In 2023, Emma Gibbons, founder of Huds and Toke, was the Queensland winner of the award for her work in sustainable pet treat manufacturing.

==Funding==
Apart from the annual appropriation from the government, funding comes from industry levies and voluntary industry contributions, and government-specific programs, private companies, rural RDCs, state and territory governments and other research providers.

==Past research==
RIRDC was involved in early work on developing canola in Australia, which has gone on to become a major crop, and research for the tropical fruit industry saw it expand to more than 400 Australian commercial growers by 2005. RIRDC's research helped improve rice yields by 87% per megalitre while reducing water use by 45%. RIRDC's chicken meat research led to a new live MG vaccine which holds 40% of that global market and reduced losses in the industry.
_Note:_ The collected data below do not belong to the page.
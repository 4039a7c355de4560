//! Inspect command - show how a template parses

use std::path::Path;

use anyhow::Result;
use colored::Colorize;
use serde_json::json;
use tagtree_core::{Document, Engine, Template, TemplateSite};

use crate::output;

/// Parse a template file and describe its holes
///
/// # Arguments
///
/// * `file` - Template file to parse
/// * `svg` - Parse in SVG context
/// * `json` - Output as JSON if true
/// * `config` - Optional engine configuration file
pub fn run(file: &Path, svg: bool, json: bool, config: Option<&Path>) -> Result<()> {
    let config = super::load_config(config)?;
    let source = super::read_template(file)?;
    let engine = Engine::with_config(Document::new(), config);

    let site = TemplateSite::leak(source, svg);
    let template = engine.template(site)?;

    if json {
        render_json(&template)?;
    } else {
        render_human(&template)?;
    }
    Ok(())
}

fn render_json(template: &Template) -> Result<()> {
    let output = json!({
        "svg": template.is_svg(),
        "single_root": template.is_single_root(),
        "holes": template.hole_count(),
        "markup": template.markup(),
        "entries": template.entries(),
    });
    output::print_json(&output)?;
    Ok(())
}

fn render_human(template: &Template) -> Result<()> {
    let shape = if template.is_single_root() {
        "single root"
    } else {
        "fragment"
    };
    output::print_text(&format!(
        "{} {} hole(s), {}",
        "template:".bold(),
        template.hole_count(),
        shape
    ))?;
    output::print_text(&format!("{} {}", "markup:".bold(), template.markup()))?;

    for (index, entry) in template.entries().iter().enumerate() {
        let path = entry
            .path
            .iter()
            .map(usize::to_string)
            .collect::<Vec<_>>()
            .join("/");
        let name = entry
            .updater
            .name()
            .map(|name| format!(" {}", name.cyan()))
            .unwrap_or_default();
        output::print_text(&format!(
            "  #{index} [{path}] {}{name}",
            entry.updater.kind().green()
        ))?;
    }
    Ok(())
}
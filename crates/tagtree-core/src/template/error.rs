//! Template error types

use std::fmt;

/// Errors raised while turning template source into a parsed template.
#[derive(Debug, Clone, PartialEq, Eq)]
pub enum TemplateError {
    /// A brace in the source is neither `{}`, `{{` nor `}}`
    MalformedSource {
        /// Byte offset of the offending brace
        offset: usize,
        /// What was expected there
        message: &'static str,
    },

    /// The parsed markup lost a hole marker (for example a hole inside an
    /// attribute value or between `<` and the tag name)
    UnresolvedHole {
        /// Index of the first hole that was not found
        index: usize,
        /// Number of holes in the source
        holes: usize,
    },

    /// The HTML parser did not produce a usable tree
    ParseFailed {
        /// Error message
        message: String,
    },
}

impl fmt::Display for TemplateError {
    fn fmt(&self, f: &mut fmt::Formatter<'_>) -> fmt::Result {
        match self {
            TemplateError::MalformedSource { offset, message } => {
                write!(f, "TEMPLATE_MALFORMED: at byte {}: {}", offset, message)
            }
            TemplateError::UnresolvedHole { index, holes } => {
                write!(
                    f,
                    "TEMPLATE_UNRESOLVED_HOLE: hole {} of {} is not in an attribute name or content position",
                    index, holes
                )
            }
            TemplateError::ParseFailed { message } => {
                write!(f, "TEMPLATE_PARSE_FAILED: {}", message)
            }
        }
    }
}

impl std::error::Error for TemplateError {}
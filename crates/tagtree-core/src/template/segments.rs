//! Splitting template source into static segments.
//!
//! `{}` marks a hole, `{{` and `}}` are literal braces. The segments are
//! the text between holes, so a source with `n` holes yields `n + 1`
//! segments.

use super::error::TemplateError;

#[derive(Debug, Clone, Copy)]
enum ScanState {
    Text,
    SeenOpen { offset: usize },
    SeenClose { offset: usize },
}

/// Splits `source` at every hole.
///
/// # Errors
///
/// Returns [`TemplateError::MalformedSource`] for a lone `{` or `}`.
pub fn split(source: &str) -> Result<Vec<String>, TemplateError> {
    let mut segments = Vec::new();
    let mut current = String::new();
    let mut state = ScanState::Text;

    for (offset, ch) in source.char_indices() {
        state = match (state, ch) {
            (ScanState::Text, '{') => ScanState::SeenOpen { offset },
            (ScanState::Text, '}') => ScanState::SeenClose { offset },
            (ScanState::Text, c) => {
                current.push(c);
                ScanState::Text
            }
            (ScanState::SeenOpen { .. }, '{') => {
                current.push('{');
                ScanState::Text
            }
            (ScanState::SeenOpen { .. }, '}') => {
                segments.push(std::mem::take(&mut current));
                ScanState::Text
            }
            (ScanState::SeenOpen { offset }, _) => {
                return Err(TemplateError::MalformedSource {
                    offset,
                    message: "expected `{}` for a hole or `{{` for a literal brace",
                });
            }
            (ScanState::SeenClose { .. }, '}') => {
                current.push('}');
                ScanState::Text
            }
            (ScanState::SeenClose { offset }, _) => {
                return Err(TemplateError::MalformedSource {
                    offset,
                    message: "unmatched `}`, write `}}` for a literal brace",
                });
            }
        };
    }

    match state {
        ScanState::Text => {
            segments.push(current);
            Ok(segments)
        }
        ScanState::SeenOpen { offset } => Err(TemplateError::MalformedSource {
            offset,
            message: "source ends inside `{`",
        }),
        ScanState::SeenClose { offset } => Err(TemplateError::MalformedSource {
            offset,
            message: "unmatched `}`, write `}}` for a literal brace",
        }),
    }
}
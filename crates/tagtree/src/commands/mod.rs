//! CLI command implementations

pub mod inspect;
pub mod render;

use std::path::Path;

use anyhow::{Context, Result};
use tagtree_core::EngineConfig;

/// Loads the engine configuration, falling back to defaults.
fn load_config(path: Option<&Path>) -> Result<EngineConfig> {
    match path {
        Some(path) => {
            let config = EngineConfig::from_file(path)
                .with_context(|| format!("Failed to load config {}", path.display()))?;
            log::debug!("loaded config from {}", path.display());
            Ok(config)
        }
        None => Ok(EngineConfig::default()),
    }
}

fn read_template(file: &Path) -> Result<String> {
    std::fs::read_to_string(file)
        .with_context(|| format!("Failed to read template {}", file.display()))
}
It also developed three new oaten hay varieties – Wintaroo, Brusher and Kangaroo – which are contributed to an export hay market that grew by 200% over the ten years up to around 2005/6.

AgriFutures provided a grant of $405,000 in 2019 to Essential Oil Producers Association of Australia for the development of Australian essential oils.

In December 2021, AgriFutures Australia created an Australian Emerging Tropical Fruits Strategic RD&E Plan to identify and promote five tropical fruits with market growth potential; the five fruits were jackfruit, rambutan, durian, dragon fruit and longan.